# Anti-Aliasing im Nvidia Treiber bringt nichts



## Chronor (6. Januar 2012)

Hallo liebe Buffed-Community,

ich habe folgendes Problem: Ich habe eine Nvidia GTX 570 und versuche, im Treiber Anti-Aliasing zu erzwingen. Jedoch sehe ich (bei SWToR) keinen Unterschied wenn ich AA ausgeschalten habe oder auf der höchsten Stufe. In der .ini Datei von SWToR will ich es auch nicht aktivieren, weil ich dann bei den Dialogen keine Hologramme mehr sehe. 
Auch mit Supersample schaut es genauso aus wie ohne AA.

Weiß jemand, woran das liegt?


Danke,
Chron


----------



## Firun (6. Januar 2012)

Hmm das Problem kenne ich nicht hab eine Nvidia gtx560ti, ich hab das AA in der Ini Datei erzwungen und habe keine Probleme :/


----------



## Chronor (6. Januar 2012)

Firun schrieb:


> Hmm das Problem kenne ich nicht hab eine Nvidia gtx560ti, ich hab das AA in der Ini Datei erzwungen und habe keine Probleme :/



Wirklich, du siehst die Hologramme in den Dialogen? Komisch... Könnte es daran liegen dass ich auf der Festplatte schonmal Catalyst hatte?

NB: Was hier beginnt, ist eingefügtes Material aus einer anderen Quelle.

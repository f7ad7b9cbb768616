//! Headless client for collaborative slide decks.

use std::fmt::Write as _;
use std::time::Duration;

use anyhow::{bail, Context, Result};
use clap::{Parser, Subcommand};
use deck_collab::{
    CatalogClient, CatalogConfig, ChannelEvent, ConnectionState, Session, SessionConfig,
    SessionEvent, StoreView,
};

/// Follow and edit shared slide decks from the terminal.
#[derive(Parser, Debug)]
#[command(name = "deck")]
#[command(author, version, about, long_about = None)]
struct Cli {
    /// WebSocket URL of the presentation authority
    #[arg(long, global = true, env = "DECK_SERVER_URL", default_value = "ws://127.0.0.1:3000")]
    server_url: String,

    /// Base URL of the presentation catalog
    #[arg(long, global = true, env = "DECK_API_URL", default_value = "http://127.0.0.1:3000")]
    api_url: String,

    /// Verbose output
    #[arg(short, long, global = true)]
    verbose: bool,

    #[command(subcommand)]
    command: Command,
}

#[derive(Subcommand, Debug)]
enum Command {
    /// List presentations
    List,

    /// Create a presentation
    Create {
        /// Presentation title
        #[arg(short, long)]
        title: String,

        /// Nickname of the creator
        #[arg(short, long, env = "DECK_NICKNAME")]
        nickname: String,
    },

    /// Join a presentation and print its outline on every change
    Follow {
        presentation_id: String,

        #[arg(short, long, env = "DECK_NICKNAME")]
        nickname: String,
    },

    /// Join a presentation, apply edits, then leave
    Edit {
        presentation_id: String,

        #[arg(short, long, env = "DECK_NICKNAME")]
        nickname: String,

        /// Append a new slide (becomes the current slide)
        #[arg(long)]
        add_slide: bool,

        /// Add a text block to the current slide with this Markdown content
        #[arg(long, value_name = "MARKDOWN")]
        add_block: Option<String>,

        /// Show this slide, on every client if permitted
        #[arg(long, value_name = "SLIDE_ID")]
        navigate: Option<String>,

        /// How long to wait for the snapshot, in seconds
        #[arg(long, default_value = "10")]
        timeout: u64,
    },
}

#[tokio::main]
async fn main() -> Result<()> {
    let cli = Cli::parse();

    // Initialize logging
    let filter = if cli.verbose { "debug" } else { "info" };
    env_logger::Builder::from_env(env_logger::Env::default().default_filter_or(filter)).init();

    match &cli.command {
        Command::List => list(&cli).await,
        Command::Create { title, nickname } => create(&cli, title, nickname).await,
        Command::Follow {
            presentation_id,
            nickname,
        } => follow(session_config(&cli, presentation_id, nickname)).await,
        Command::Edit {
            presentation_id,
            nickname,
            add_slide,
            add_block,
            navigate,
            timeout,
        } => {
            let edits = Edits {
                add_slide: *add_slide,
                add_block: add_block.clone(),
                navigate: navigate.clone(),
            };
            edit(
                session_config(&cli, presentation_id, nickname),
                edits,
                Duration::from_secs(*timeout),
            )
            .await
        }
    }
}

fn catalog(cli: &Cli) -> Result<CatalogClient> {
    let config = CatalogConfig {
        base_url: cli.api_url.clone(),
        ..CatalogConfig::default()
    };
    CatalogClient::new(config).context("Failed to build catalog client")
}

fn session_config(cli: &Cli, presentation_id: &str, nickname: &str) -> SessionConfig {
    SessionConfig {
        server_url: cli.server_url.clone(),
        ..SessionConfig::new(nickname, presentation_id)
    }
}

async fn list(cli: &Cli) -> Result<()> {
    let presentations = catalog(cli)?
        .list_presentations()
        .await
        .context("Failed to list presentations")?;

    if presentations.is_empty() {
        println!("No presentations.");
        return Ok(());
    }
    for p in presentations {
        println!(
            "{}  {:<30}  {:>3} slides  by {}",
            p.id,
            p.title,
            p.slide_count(),
            p.creator_nickname().unwrap_or("?")
        );
    }
    Ok(())
}

async fn create(cli: &Cli, title: &str, nickname: &str) -> Result<()> {
    let presentation = catalog(cli)?
        .create_presentation(title, nickname)
        .await
        .context("Failed to create presentation")?;
    println!("{}", presentation.id);
    Ok(())
}

async fn follow(config: SessionConfig) -> Result<()> {
    let mut session = Session::connect(config).context("Failed to start session")?;
    let mut printed = 0;

    loop {
        let event = tokio::select! {
            event = session.next() => event,
            _ = tokio::signal::ctrl_c() => break,
        };
        match event {
            None => break,
            Some(SessionEvent::Channel(ChannelEvent::Failed { attempts })) => {
                bail!("Connection lost after {attempts} reconnect attempts");
            }
            Some(_) => {}
        }

        let version = session.store().version();
        if version != printed {
            printed = version;
            print!("{}", render_outline(&session.store().view()));
        }
    }

    session.close();
    Ok(())
}

#[derive(Debug, Default)]
struct Edits {
    add_slide: bool,
    add_block: Option<String>,
    navigate: Option<String>,
}

async fn edit(config: SessionConfig, edits: Edits, wait: Duration) -> Result<()> {
    let mut session = Session::connect(config).context("Failed to start session")?;

    tokio::time::timeout(wait, async {
        while session.store().snapshot().is_none() {
            match session.next().await {
                None | Some(SessionEvent::Channel(ChannelEvent::Failed { .. })) => {
                    bail!("Connection closed before the presentation arrived")
                }
                Some(_) => {}
            }
        }
        Ok::<_, anyhow::Error>(())
    })
    .await
    .context("Timed out waiting for the presentation")??;

    if edits.add_slide {
        let slide = session.add_slide()?;
        log::info!("Added slide {}", slide.id);
    }

    if let Some(content) = &edits.add_block {
        let slide_id = session
            .store()
            .current_slide()
            .map(|s| s.id)
            .context("No current slide")?;
        let block = session.add_block(&slide_id)?;
        session.update_block_content(&slide_id, &block.id, content)?;
        log::info!("Added block {} to slide {slide_id}", block.id);
    }

    if let Some(slide_id) = &edits.navigate {
        if session.navigate_slide(slide_id)? {
            log::info!("Navigated every client to {slide_id}");
        } else {
            log::info!("Navigated locally to {slide_id}");
        }
    }

    session.flush();
    print!("{}", render_outline(&session.store().view()));
    session.close();

    // Give the transport task time to write what was flushed.
    let drained = tokio::time::timeout(Duration::from_secs(2), async {
        while session.channel().state() != ConnectionState::Disconnected {
            tokio::time::sleep(Duration::from_millis(10)).await;
        }
    })
    .await;
    if drained.is_err() {
        log::warn!("Transport did not shut down cleanly");
    }
    Ok(())
}

/// Plain-text outline of the presentation, current slide marked with `>`.
fn render_outline(view: &StoreView) -> String {
    let mut out = String::new();
    let Some(presentation) = view.presentation.as_deref() else {
        out.push_str("(no presentation loaded)\n");
        return out;
    };

    let role = view
        .current_role()
        .map_or_else(|| "unresolved".to_string(), |r| r.to_string());
    let _ = writeln!(out, "{} [{}] as {} ({role})", presentation.title, presentation.id, view.nickname);

    let current = view.selection.current_slide_id.as_deref();
    for (i, slide) in presentation.slides.iter().enumerate() {
        let marker = if Some(slide.id.as_str()) == current { '>' } else { ' ' };
        let _ = writeln!(out, "{marker} {:>2}. {} ({} blocks)", i + 1, slide.title, slide.blocks.len());
        for block in &slide.blocks {
            let first_line = block.content.lines().next().unwrap_or("");
            let _ = writeln!(out, "       - {first_line}");
        }
    }

    let users: Vec<String> = presentation
        .users
        .iter()
        .map(|u| format!("{} ({})", u.nickname, u.role))
        .collect();
    let _ = writeln!(out, "  users: {}", users.join(", "));
    out
}

#[cfg(test)]
mod tests {
    use super::*;
    use clap::CommandFactory;
    use deck_core::{Presentation, Role, TextBlock, User};
    use std::sync::Arc;

    #[test]
    fn test_cli_definition_is_valid() {
        Cli::command().debug_assert();
    }

    #[test]
    fn test_edit_args_parse() {
        let cli = Cli::try_parse_from([
            "deck",
            "edit",
            "p1",
            "--nickname",
            "alice",
            "--add-block",
            "# Hello",
            "--navigate",
            "s2",
        ])
        .unwrap();
        match cli.command {
            Command::Edit {
                presentation_id,
                add_block,
                navigate,
                add_slide,
                ..
            } => {
                assert_eq!(presentation_id, "p1");
                assert_eq!(add_block.as_deref(), Some("# Hello"));
                assert_eq!(navigate.as_deref(), Some("s2"));
                assert!(!add_slide);
            }
            other => panic!("unexpected {other:?}"),
        }
    }

    #[test]
    fn test_outline_marks_current_slide() {
        let mut p = Presentation::new("Roadmap", User::new("alice", Role::Creator));
        p.slides[0]
            .blocks
            .push(TextBlock::new("Goals\nmore", 0.0, 0.0));
        let current = p.slides[0].id.clone();
        let mut view = StoreView {
            presentation: Some(Arc::new(p)),
            nickname: "alice".into(),
            ..StoreView::default()
        };
        view.selection.current_slide_id = Some(current);

        let outline = render_outline(&view);
        assert!(outline.contains(">  1. New Slide (1 blocks)"));
        assert!(outline.contains("- Goals\n"));
        assert!(outline.contains("alice (CREATOR)"));
    }

    #[test]
    fn test_outline_without_presentation() {
        assert_eq!(render_outline(&StoreView::default()), "(no presentation loaded)\n");
    }
}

Hab nämlich gehört dass bei den AMD Karten das Problem auftritt... Hab aber eigentlich mit DriverSweeper alles gelöscht.
Welchen AA Wert verwendest du denn? Ich hatte es damals mit 8x versucht, könnte es daran liegen?

Edit: Ich habe jetzt noch mal 8x AA aktiviert, kann jetzt nicht sagen wie es mit den Hologrammen ist, aber was mich wundert ist dass ich ja im Nvidia Treiber "Beliebige Anwendungseinstellungen außer Kraft setzen" gewählt habe, aber trotzdem die Anwendungseinstellung verwendet wird (das 8x AA welches ich gerade in der .ini aktiviert habe), das sollte nicht so sein oder?


----------



## mristau (6. Januar 2012)

Die Hologramme haben nix mit Antialiasing zu tun, aber Antialiasing ist im Moment scheinbar noch etwas verbugged, bei manchen kostet es Leistung wenns aktiviert ist, aber bringt keine Verbesserung.
Bei mir ist es auch so, habe Antialiasing über Ini oder Treiber eingestellt, aber im Spiel trotzdem weiterhin Treppeneffekt.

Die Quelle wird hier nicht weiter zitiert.